- WHAT TO WORK ON -
Scan the records for the word "ChainEpoch". Report each line where it occurs.

---------- DATA SECTION

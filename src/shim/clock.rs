// Copyright 2019-2026 ChainSafe Systems
// SPDX-License-Identifier: Apache-2.0, MIT

/// Epoch number of a chain. This acts as a proxy for time within the VM.
pub type ChainEpoch = i64;

/// Disambiguate the type to signify that we are expecting a delta and not an actual epoch/height
/// while maintaining the same type.
pub type ChainEpochDelta = ChainEpoch;

/// Duration of each tipset epoch.
pub const EPOCH_DURATION_SECONDS: i64 = 30;

/// Number of epochs per day of chain time.
pub const EPOCHS_IN_DAY: ChainEpoch = 24 * 60 * 60 / EPOCH_DURATION_SECONDS;

/// Number of epochs in a week, the unit of height based table partitioning.
pub const EPOCHS_IN_WEEK: ChainEpoch = 7 * EPOCHS_IN_DAY;

/// Returns the epoch expected at wall-clock `now` for a chain that started at `genesis_timestamp`.
pub fn expected_epoch(genesis_timestamp: u64, now: u64) -> ChainEpoch {
    (now.saturating_sub(genesis_timestamp) as i64) / EPOCH_DURATION_SECONDS
}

--------------------

- YOUR RESPONSE -
pub type ChainEpoch = i64;
pub type ChainEpochDelta = ChainEpoch;
pub const EPOCHS_IN_DAY: ChainEpoch = 24 * 60 * 60 / EPOCH_DURATION_SECONDS;
pub const EPOCHS_IN_WEEK: ChainEpoch = 7 * EPOCHS_IN_DAY;
pub fn expected_epoch(genesis_timestamp: u64, now: u64) -> ChainEpoch {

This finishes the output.